Task statement: Produce as output only the lines below starting at the line with "fn fmt(&self, f: &mut" and continuing through the line with "pub fn as_slice(&self)", each one exactly as written.

[Collected data]
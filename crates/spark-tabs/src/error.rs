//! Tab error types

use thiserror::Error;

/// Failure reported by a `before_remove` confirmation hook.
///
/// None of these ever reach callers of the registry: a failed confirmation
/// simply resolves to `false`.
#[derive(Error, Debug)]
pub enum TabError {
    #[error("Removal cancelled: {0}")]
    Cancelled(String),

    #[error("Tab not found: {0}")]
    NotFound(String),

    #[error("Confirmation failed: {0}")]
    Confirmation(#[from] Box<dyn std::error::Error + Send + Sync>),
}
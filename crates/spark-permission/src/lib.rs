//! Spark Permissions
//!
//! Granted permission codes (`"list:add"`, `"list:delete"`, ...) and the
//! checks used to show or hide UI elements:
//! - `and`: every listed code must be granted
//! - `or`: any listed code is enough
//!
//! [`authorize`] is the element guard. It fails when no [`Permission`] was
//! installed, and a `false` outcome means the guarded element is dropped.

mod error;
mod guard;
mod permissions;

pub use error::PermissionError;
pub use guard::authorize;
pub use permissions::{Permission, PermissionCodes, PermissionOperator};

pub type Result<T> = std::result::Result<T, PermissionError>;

==

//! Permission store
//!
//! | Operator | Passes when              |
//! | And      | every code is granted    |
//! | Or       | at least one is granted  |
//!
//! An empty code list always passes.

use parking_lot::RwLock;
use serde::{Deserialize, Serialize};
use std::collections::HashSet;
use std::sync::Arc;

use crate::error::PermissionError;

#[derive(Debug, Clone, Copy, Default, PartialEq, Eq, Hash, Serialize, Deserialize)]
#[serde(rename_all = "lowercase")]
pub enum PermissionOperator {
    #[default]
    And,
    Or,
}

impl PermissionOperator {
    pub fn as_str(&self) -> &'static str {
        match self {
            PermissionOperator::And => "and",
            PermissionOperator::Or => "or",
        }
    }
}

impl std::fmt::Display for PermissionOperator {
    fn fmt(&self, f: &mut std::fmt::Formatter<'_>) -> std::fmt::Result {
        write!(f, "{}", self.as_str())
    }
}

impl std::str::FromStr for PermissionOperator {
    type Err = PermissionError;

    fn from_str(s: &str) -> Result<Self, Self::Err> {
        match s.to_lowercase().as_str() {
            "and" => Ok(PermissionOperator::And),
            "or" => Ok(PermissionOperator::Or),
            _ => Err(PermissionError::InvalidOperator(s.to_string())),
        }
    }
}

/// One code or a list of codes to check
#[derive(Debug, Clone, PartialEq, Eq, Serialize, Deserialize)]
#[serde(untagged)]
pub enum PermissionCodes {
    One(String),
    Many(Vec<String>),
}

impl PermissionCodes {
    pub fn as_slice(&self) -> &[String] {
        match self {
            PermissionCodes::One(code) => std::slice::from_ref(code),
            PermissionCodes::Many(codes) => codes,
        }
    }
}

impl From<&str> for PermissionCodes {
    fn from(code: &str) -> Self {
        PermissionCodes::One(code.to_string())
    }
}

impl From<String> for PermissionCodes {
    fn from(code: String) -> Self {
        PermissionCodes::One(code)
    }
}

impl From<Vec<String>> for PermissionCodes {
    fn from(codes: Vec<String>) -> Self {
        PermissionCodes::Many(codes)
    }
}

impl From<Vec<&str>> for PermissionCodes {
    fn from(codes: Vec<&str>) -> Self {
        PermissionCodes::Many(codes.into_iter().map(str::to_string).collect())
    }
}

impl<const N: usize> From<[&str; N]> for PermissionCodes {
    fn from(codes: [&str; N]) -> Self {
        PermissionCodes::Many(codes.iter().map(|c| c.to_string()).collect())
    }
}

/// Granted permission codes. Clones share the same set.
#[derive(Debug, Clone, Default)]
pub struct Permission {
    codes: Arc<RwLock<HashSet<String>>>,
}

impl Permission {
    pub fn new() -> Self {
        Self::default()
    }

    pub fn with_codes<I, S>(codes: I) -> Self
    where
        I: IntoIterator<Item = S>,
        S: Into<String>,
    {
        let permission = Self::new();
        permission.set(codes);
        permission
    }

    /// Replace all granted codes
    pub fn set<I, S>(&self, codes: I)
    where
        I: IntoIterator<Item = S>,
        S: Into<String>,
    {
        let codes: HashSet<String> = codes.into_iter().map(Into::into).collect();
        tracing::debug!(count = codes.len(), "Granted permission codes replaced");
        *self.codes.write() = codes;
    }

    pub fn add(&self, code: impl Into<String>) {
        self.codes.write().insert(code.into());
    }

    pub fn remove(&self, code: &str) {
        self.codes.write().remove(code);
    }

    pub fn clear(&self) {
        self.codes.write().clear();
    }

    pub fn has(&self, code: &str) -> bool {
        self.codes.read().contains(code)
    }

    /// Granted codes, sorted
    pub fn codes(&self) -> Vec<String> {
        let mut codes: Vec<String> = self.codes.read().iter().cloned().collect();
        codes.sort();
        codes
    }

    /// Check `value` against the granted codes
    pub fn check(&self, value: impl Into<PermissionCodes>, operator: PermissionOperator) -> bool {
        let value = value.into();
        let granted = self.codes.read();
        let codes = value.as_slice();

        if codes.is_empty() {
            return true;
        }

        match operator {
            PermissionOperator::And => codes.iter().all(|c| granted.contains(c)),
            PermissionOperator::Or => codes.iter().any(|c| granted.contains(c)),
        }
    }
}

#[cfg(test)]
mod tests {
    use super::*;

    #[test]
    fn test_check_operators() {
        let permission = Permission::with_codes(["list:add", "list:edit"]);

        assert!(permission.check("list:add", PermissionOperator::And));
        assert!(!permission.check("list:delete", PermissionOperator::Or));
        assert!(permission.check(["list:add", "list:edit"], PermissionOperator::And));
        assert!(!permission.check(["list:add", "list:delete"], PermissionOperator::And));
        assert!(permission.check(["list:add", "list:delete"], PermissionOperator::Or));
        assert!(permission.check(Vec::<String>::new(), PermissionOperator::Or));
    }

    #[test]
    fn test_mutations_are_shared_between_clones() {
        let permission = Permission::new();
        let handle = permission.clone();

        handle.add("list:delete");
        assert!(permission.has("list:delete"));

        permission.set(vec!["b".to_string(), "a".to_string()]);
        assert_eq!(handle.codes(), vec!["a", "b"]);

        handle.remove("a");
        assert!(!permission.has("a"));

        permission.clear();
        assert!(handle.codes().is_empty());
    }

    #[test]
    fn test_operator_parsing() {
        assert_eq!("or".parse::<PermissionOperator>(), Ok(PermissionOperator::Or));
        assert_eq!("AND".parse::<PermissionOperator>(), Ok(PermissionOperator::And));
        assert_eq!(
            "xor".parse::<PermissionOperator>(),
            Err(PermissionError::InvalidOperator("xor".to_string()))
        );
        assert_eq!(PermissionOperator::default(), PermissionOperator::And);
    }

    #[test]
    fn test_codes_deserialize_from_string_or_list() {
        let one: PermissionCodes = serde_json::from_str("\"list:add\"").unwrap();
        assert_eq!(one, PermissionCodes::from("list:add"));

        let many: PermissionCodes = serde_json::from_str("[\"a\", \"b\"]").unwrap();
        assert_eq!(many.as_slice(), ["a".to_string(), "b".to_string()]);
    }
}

Exercise solution:
    fn fmt(&self, f: &mut std::fmt::Formatter<'_>) -> std::fmt::Result {
        write!(f, "{}", self.as_str())
    }
}

impl std::str::FromStr for PermissionOperator {
    type Err = PermissionError;

    fn from_str(s: &str) -> Result<Self, Self::Err> {
        match s.to_lowercase().as_str() {
            "and" => Ok(PermissionOperator::And),
            "or" => Ok(PermissionOperator::Or),
            _ => Err(PermissionError::InvalidOperator(s.to_string())),
        }
    }
}

/// One code or a list of codes to check
#[derive(Debug, Clone, PartialEq, Eq, Serialize, Deserialize)]
#[serde(untagged)]
pub enum PermissionCodes {
    One(String),
    Many(Vec<String>),
}

impl PermissionCodes {
    pub fn as_slice(&self) -> &[String] {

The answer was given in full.